The prize is as stated, and no cash or other alternatives will be offered. The prizes are not transferable. Prizes are subject to availability and we reserve the right to substitute any prize with another of equivalent value without giving notice.

  1. Winners will be chosen: Monday 20th July, at random by software, from all entries received and verified by Promoter and or its agents.
  2. The winner will be notified by email and/or DM on Facebook within 28 days of the closing date. If the winner cannot be contacted or do not claim the prize within 14 days of notification, we reserve the right to withdraw the prize from the winner and pick a replacement winner.
  3. The promoter will notify the winner when the prize can be delivered.
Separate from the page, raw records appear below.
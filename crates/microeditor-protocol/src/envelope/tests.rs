//! Unit tests for envelope construction and the wire codec.

use rstest::rstest;
use serde_json::{Value, json};

use super::*;

// ---------------------------------------------------------------------------
// Construction
// ---------------------------------------------------------------------------

#[test]
fn request_carries_request_kind_and_id() {
    let envelope = Envelope::request(RequestKind::Content, CorrelationId::from(1), None);
    assert_eq!(envelope.kind(), MessageKind::RequestContent);
    assert_eq!(envelope.id().map(CorrelationId::as_str), Some("1"));
    assert_eq!(envelope.data(), None);
}

#[test]
fn return_reuses_id_and_pairs_kind() {
    let id = CorrelationId::from("abc");
    let envelope = Envelope::return_for(
        RequestKind::Content,
        id.clone(),
        Some(json!({"content": "abc"})),
    );
    assert_eq!(envelope.kind(), MessageKind::ReturnContent);
    assert_eq!(envelope.id(), Some(&id));
    assert_eq!(envelope.family(), MessageFamily::Return(RequestKind::Content));
}

#[test]
fn notify_has_no_id() {
    let envelope = Envelope::notify(NotifyKind::Ready, None);
    assert_eq!(envelope.kind(), MessageKind::NotifyReady);
    assert!(envelope.id().is_none());
}

#[test]
fn null_payload_is_treated_as_absent() {
    let envelope = Envelope::notify(NotifyKind::EditorUndo, Some(Value::Null));
    assert_eq!(envelope.data(), None);
    assert_eq!(envelope.to_wire(), json!({"type": 15}));
}

// ---------------------------------------------------------------------------
// Encoding
// ---------------------------------------------------------------------------

#[test]
fn encodes_return_with_all_fields() {
    let envelope = Envelope::return_for(
        RequestKind::Content,
        CorrelationId::from(1),
        Some(json!({"content": "abc"})),
    );
    assert_eq!(
        envelope.into_wire(),
        json!({"type": 5, "messageId": "1", "data": {"content": "abc"}})
    );
}

#[test]
fn encodes_notify_without_message_id() {
    let envelope = Envelope::notify(
        NotifyKind::DirtyIndicatorChange,
        Some(json!({"isDirty": true})),
    );
    let json = envelope.to_json_string();
    assert!(json.contains(r#""type":7"#));
    assert!(!json.contains("messageId"));
}

// ---------------------------------------------------------------------------
// Decoding
// ---------------------------------------------------------------------------

#[test]
fn decodes_spec_shaped_return() {
    let wire = json!({"type": 5, "messageId": "1", "data": {"content": "abc"}});
    let envelope = Envelope::from_wire(&wire).expect("decode");
    assert_eq!(envelope.kind(), MessageKind::ReturnContent);
    assert_eq!(envelope.id(), Some(&CorrelationId::from(1)));
    assert_eq!(envelope.data(), Some(&json!({"content": "abc"})));
}

#[test]
fn integer_message_ids_are_normalised() {
    let wire = json!({"type": 4, "messageId": 17});
    let envelope = Envelope::from_wire(&wire).expect("decode");
    assert_eq!(envelope.id().map(CorrelationId::as_str), Some("17"));
}

#[test]
fn notify_with_message_id_drops_the_id() {
    let wire = json!({"type": 8, "messageId": "stray"});
    let envelope = Envelope::from_wire(&wire).expect("decode");
    assert_eq!(envelope.kind(), MessageKind::NotifyReady);
    assert!(envelope.id().is_none());
}

#[test]
fn decodes_from_text_frame() {
    let envelope = Envelope::from_json_str(r#"{"type":13,"messageId":"9"}"#).expect("decode");
    assert_eq!(envelope.kind(), MessageKind::RequestPreview);
}

#[rstest]
#[case::array(json!([1, 2]), "not_an_object")]
#[case::string(json!("hello"), "not_an_object")]
#[case::null(Value::Null, "not_an_object")]
#[case::missing_type(json!({"messageId": "1"}), "missing_type")]
#[case::string_type(json!({"type": "REQUEST_CONTENT"}), "invalid_type")]
#[case::negative_type(json!({"type": -1}), "invalid_type")]
#[case::float_type(json!({"type": 1.5}), "invalid_type")]
#[case::unknown_type(json!({"type": 99}), "unknown_type")]
#[case::request_without_id(json!({"type": 0}), "missing_message_id")]
#[case::return_without_id(json!({"type": 5, "data": {}}), "missing_message_id")]
#[case::object_id(json!({"type": 4, "messageId": {"n": 1}}), "invalid_message_id")]
#[case::bool_id(json!({"type": 4, "messageId": true}), "invalid_message_id")]
fn rejects_malformed_envelopes(#[case] wire: Value, #[case] reason: &str) {
    let error = Envelope::from_wire(&wire).expect_err("should be malformed");
    assert_eq!(error.reason(), reason, "unexpected error: {error}");
}

#[test]
fn rejects_invalid_json_frames() {
    let error = Envelope::from_json_str("{not json").expect_err("should fail");
    assert!(matches!(error, EnvelopeError::Json { .. }));
}

// ---------------------------------------------------------------------------
// Correlation ids
// ---------------------------------------------------------------------------

#[test]
fn correlation_id_serialises_as_string() {
    let json = serde_json::to_string(&CorrelationId::from(3)).expect("serialise");
    assert_eq!(json, r#""3""#);
    let back: CorrelationId = serde_json::from_str("3").expect("deserialise");
    assert_eq!(back, CorrelationId::from("3"));
}

// ---------------------------------------------------------------------------
// Error markers
// ---------------------------------------------------------------------------

#[test]
fn handler_error_marker_has_stable_shape() {
    let data = ReturnError::handler_error("boom").into_data();
    assert_eq!(
        data,
        json!({"envelopeError": {"kind": "handler_error", "message": "boom"}})
    );
}

#[test]
fn marker_payloads_classify_as_errors() {
    let data = ReturnError::unhandled(RequestKind::Preview).into_data();
    match ReturnPayload::from_data(Some(data)) {
        ReturnPayload::Error(error) => {
            assert_eq!(error.kind(), ReturnErrorKind::UnhandledRequest);
            assert!(error.message().contains("REQUEST_PREVIEW"));
        }
        other @ ReturnPayload::Value(_) => panic!("expected error marker, got {other:?}"),
    }
}

#[rstest]
#[case::absent(None)]
#[case::plain(Some(json!({"content": "abc"})))]
#[case::extra_keys(Some(json!({
    "envelopeError": {"kind": "handler_error", "message": "x"},
    "other": 1
})))]
#[case::bad_marker(Some(json!({"envelopeError": "nope"})))]
#[case::scalar(Some(json!("svg")))]
fn ordinary_payloads_classify_as_values(#[case] data: Option<Value>) {
    assert_eq!(
        ReturnPayload::from_data(data.clone()),
        ReturnPayload::Value(data)
    );
}
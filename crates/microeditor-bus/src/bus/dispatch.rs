//! Routing of received envelopes.

use std::any::Any;
use std::panic::{self, AssertUnwindSafe};

use futures::{FutureExt, Stream, StreamExt};
use microeditor_config::UnhandledRequestPolicy;
use microeditor_protocol::{
    CorrelationId, Envelope, EnvelopeError, MessageFamily, NotifyKind, RequestKind, ReturnError,
    ReturnPayload,
};
use serde_json::Value;
use tracing::{debug, error, warn};

use super::EnvelopeBus;
use crate::error::BusError;
use crate::tracker::ResolveOutcome;

const DISPATCH_TARGET: &str = concat!(env!("CARGO_PKG_NAME"), "::dispatch");

/// What the bus did with one received value.
#[derive(Debug, Clone)]
pub enum DispatchOutcome {
    /// The bus was disposed; the value was ignored.
    Disposed,
    /// The value was not a valid envelope and was dropped.
    Malformed {
        /// Validation failure.
        error: EnvelopeError,
    },
    /// A request was answered with the handler's value.
    Answered {
        /// Request kind.
        kind: RequestKind,
    },
    /// A request handler failed; an error return was sent.
    HandlerFailed {
        /// Request kind.
        kind: RequestKind,
    },
    /// No handler was registered for a request.
    Unhandled {
        /// Request kind.
        kind: RequestKind,
        /// Whether an error return was sent.
        responded: bool,
    },
    /// The answer to a request could not be sent.
    ReturnNotSent {
        /// Request kind.
        kind: RequestKind,
        /// Transport failure.
        error: BusError,
    },
    /// A return completed an outstanding request.
    Resolved {
        /// Request kind.
        kind: RequestKind,
    },
    /// A return matched no outstanding request and was dropped.
    Stale {
        /// Request kind the return answers.
        kind: RequestKind,
    },
    /// A return's kind did not pair with the outstanding request; the
    /// request keeps waiting.
    KindMismatch {
        /// Kind of the outstanding request.
        expected: RequestKind,
        /// Kind the return answered.
        received: RequestKind,
    },
    /// A notification was delivered to its subscribers.
    Notified {
        /// Notify kind.
        kind: NotifyKind,
        /// Subscribers that returned successfully.
        delivered: usize,
        /// Subscribers that failed or panicked.
        failed: usize,
    },
}

impl EnvelopeBus {
    /// Validates a received value as an envelope.
    ///
    /// # Errors
    ///
    /// Returns [`BusError::MalformedEnvelope`] when validation fails.
    pub fn decode(raw: &Value) -> Result<Envelope, BusError> {
        Envelope::from_wire(raw).map_err(BusError::from)
    }

    /// Processes one received value.
    ///
    /// Never fails: malformed input, stale returns, and handler failures are
    /// logged and reported through the returned [`DispatchOutcome`].
    pub async fn dispatch(&self, raw: Value) -> DispatchOutcome {
        if self.is_disposed() {
            debug!(
                target: DISPATCH_TARGET,
                bus = %self.inner.label,
                "ignoring envelope received after disposal"
            );
            return DispatchOutcome::Disposed;
        }
        let envelope = match Envelope::from_wire(&raw) {
            Ok(envelope) => envelope,
            Err(error) => {
                warn!(
                    target: DISPATCH_TARGET,
                    bus = %self.inner.label,
                    reason = error.reason(),
                    %error,
                    "dropping malformed envelope"
                );
                return DispatchOutcome::Malformed { error };
            }
        };
        let (kind, id, data) = envelope.into_parts();
        match (kind.family(), id) {
            (MessageFamily::Notify(notify), _) => self.deliver_notification(notify, data.as_ref()),
            (MessageFamily::Request(request), Some(request_id)) => {
                self.answer_request(request, request_id, data).await
            }
            (MessageFamily::Return(request), Some(request_id)) => {
                self.resolve_return(request, &request_id, data)
            }
            (MessageFamily::Request(_) | MessageFamily::Return(_), None) => {
                DispatchOutcome::Malformed {
                    error: EnvelopeError::MissingMessageId { kind },
                }
            }
        }
    }

    /// Dispatches every value of `incoming` until it ends or the bus is
    /// disposed.
    ///
    /// Values are dispatched concurrently, so a request handler that itself
    /// issues a request can receive its return from the same stream.
    pub async fn serve<S>(&self, incoming: S)
    where
        S: Stream<Item = Value>,
    {
        incoming
            .take_until(self.disposed())
            .for_each_concurrent(None, |raw| async move {
                let _outcome = self.dispatch(raw).await;
            })
            .await;
        debug!(
            target: DISPATCH_TARGET,
            bus = %self.inner.label,
            "incoming stream finished"
        );
    }

    async fn answer_request(
        &self,
        kind: RequestKind,
        id: CorrelationId,
        data: Option<Value>,
    ) -> DispatchOutcome {
        let installed = self.inner.handlers.lock().request_handler(kind);
        let Some(handler) = installed else {
            return self.refuse_unhandled(kind, id);
        };

        debug!(
            target: DISPATCH_TARGET,
            bus = %self.inner.label,
            %kind,
            %id,
            "handling request"
        );
        let invocation = AssertUnwindSafe(async move { handler(data).await }).catch_unwind().await;
        let (payload, failed) = match invocation {
            Ok(Ok(value)) => (value, false),
            Ok(Err(failure)) => {
                warn!(
                    target: DISPATCH_TARGET,
                    bus = %self.inner.label,
                    %kind,
                    %id,
                    error = %failure,
                    "request handler failed"
                );
                (Some(ReturnError::handler_error(failure.message()).into_data()), true)
            }
            Err(panic) => {
                let message = panic_message(panic.as_ref());
                error!(
                    target: DISPATCH_TARGET,
                    bus = %self.inner.label,
                    %kind,
                    %id,
                    panic = %message,
                    "request handler panicked"
                );
                (Some(ReturnError::handler_error(message).into_data()), true)
            }
        };

        if self.is_disposed() {
            return DispatchOutcome::Disposed;
        }
        match self.transmit(Envelope::return_for(kind, id, payload)) {
            Ok(()) if failed => DispatchOutcome::HandlerFailed { kind },
            Ok(()) => DispatchOutcome::Answered { kind },
            Err(error) => {
                warn!(
                    target: DISPATCH_TARGET,
                    bus = %self.inner.label,
                    %kind,
                    %error,
                    "failed to send return"
                );
                DispatchOutcome::ReturnNotSent { kind, error }
            }
        }
    }

    fn refuse_unhandled(&self, kind: RequestKind, id: CorrelationId) -> DispatchOutcome {
        match self.inner.config.unhandled_requests {
            UnhandledRequestPolicy::Drop => {
                warn!(
                    target: DISPATCH_TARGET,
                    bus = %self.inner.label,
                    %kind,
                    %id,
                    "no handler registered; dropping request"
                );
                DispatchOutcome::Unhandled {
                    kind,
                    responded: false,
                }
            }
            UnhandledRequestPolicy::RespondWithError => {
                warn!(
                    target: DISPATCH_TARGET,
                    bus = %self.inner.label,
                    %kind,
                    %id,
                    "no handler registered; answering with an error"
                );
                let marker = ReturnError::unhandled(kind).into_data();
                match self.transmit(Envelope::return_for(kind, id, Some(marker))) {
                    Ok(()) => DispatchOutcome::Unhandled {
                        kind,
                        responded: true,
                    },
                    Err(error) => DispatchOutcome::ReturnNotSent { kind, error },
                }
            }
        }
    }

    fn resolve_return(
        &self,
        kind: RequestKind,
        id: &CorrelationId,
        data: Option<Value>,
    ) -> DispatchOutcome {
        let outcome = self
            .inner
            .pending
            .lock()
            .resolve(id, kind, ReturnPayload::from_data(data));
        match outcome {
            ResolveOutcome::Resolved { elapsed, .. } => {
                debug!(
                    target: DISPATCH_TARGET,
                    bus = %self.inner.label,
                    %kind,
                    %id,
                    elapsed_ms = elapsed.as_millis(),
                    "request resolved"
                );
                DispatchOutcome::Resolved { kind }
            }
            ResolveOutcome::Stale => {
                debug!(
                    target: DISPATCH_TARGET,
                    bus = %self.inner.label,
                    %kind,
                    %id,
                    "dropping return with no pending request"
                );
                DispatchOutcome::Stale { kind }
            }
            ResolveOutcome::KindMismatch { expected } => {
                warn!(
                    target: DISPATCH_TARGET,
                    bus = %self.inner.label,
                    %kind,
                    %expected,
                    %id,
                    "return kind does not match pending request"
                );
                DispatchOutcome::KindMismatch {
                    expected,
                    received: kind,
                }
            }
        }
    }

    fn deliver_notification(&self, kind: NotifyKind, data: Option<&Value>) -> DispatchOutcome {
        let handlers = self.inner.handlers.lock().notify_handlers(kind);
        if handlers.is_empty() {
            debug!(
                target: DISPATCH_TARGET,
                bus = %self.inner.label,
                %kind,
                "no subscribers for notification"
            );
        }
        let mut delivered = 0_usize;
        let mut failed = 0_usize;
        for handler in handlers {
            match panic::catch_unwind(AssertUnwindSafe(|| handler(data))) {
                Ok(Ok(())) => delivered += 1,
                Ok(Err(failure)) => {
                    failed += 1;
                    warn!(
                        target: DISPATCH_TARGET,
                        bus = %self.inner.label,
                        %kind,
                        error = %failure,
                        "notification handler failed"
                    );
                }
                Err(panic) => {
                    failed += 1;
                    error!(
                        target: DISPATCH_TARGET,
                        bus = %self.inner.label,
                        %kind,
                        panic = %panic_message(panic.as_ref()),
                        "notification handler panicked"
                    );
                }
            }
        }
        DispatchOutcome::Notified {
            kind,
            delivered,
            failed,
        }
    }
}

fn panic_message(payload: &(dyn Any + Send)) -> String {
    payload
        .downcast_ref::<&str>()
        .map(|message| (*message).to_owned())
        .or_else(|| payload.downcast_ref::<String>().cloned())
        .unwrap_or_else(|| String::from("handler panicked"))
}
If delivery is outside the Bradford Metropolitan District the promoter has the right to pick an alternative winner.
  4. The promoter’s decision in respect of all matters to do with the competition will be final and no correspondence will be entered into.
  5. By entering this competition, an entrant is indicating his/her agreement to be bound by these terms and conditions.
  6. The competition and these terms and conditions will be governed by English law and any disputes will be subject to the exclusive jurisdiction of the courts of England.
  7. The winner agrees to the use of his/her name and image in any publicity material, as well as their entry. Any personal data relating to the winner or any other entrants will be used solely in accordance with current UK data protection legislation and will not be disclosed to a third party without the entrant’s prior consent.
  8. The winner’s name will be available 28 days after closing date by emailing the following address: info@bloomsbradford.co.uk
  9. Entry into the competition will be deemed as acceptance of these terms and conditions.
  10. This promotion is in no way sponsored, endorsed or administered by, or associated with, Facebook, Twitter or any other Social Network. You are providing your information to Blooms On Market Street and not to any other party. The information provided will be used in conjunction with the following Privacy Policy found at bloomsbradford.co.uk.
  11. Blooms On Market Street also reserves the right to cancel the competition if circumstances arise outside of its control.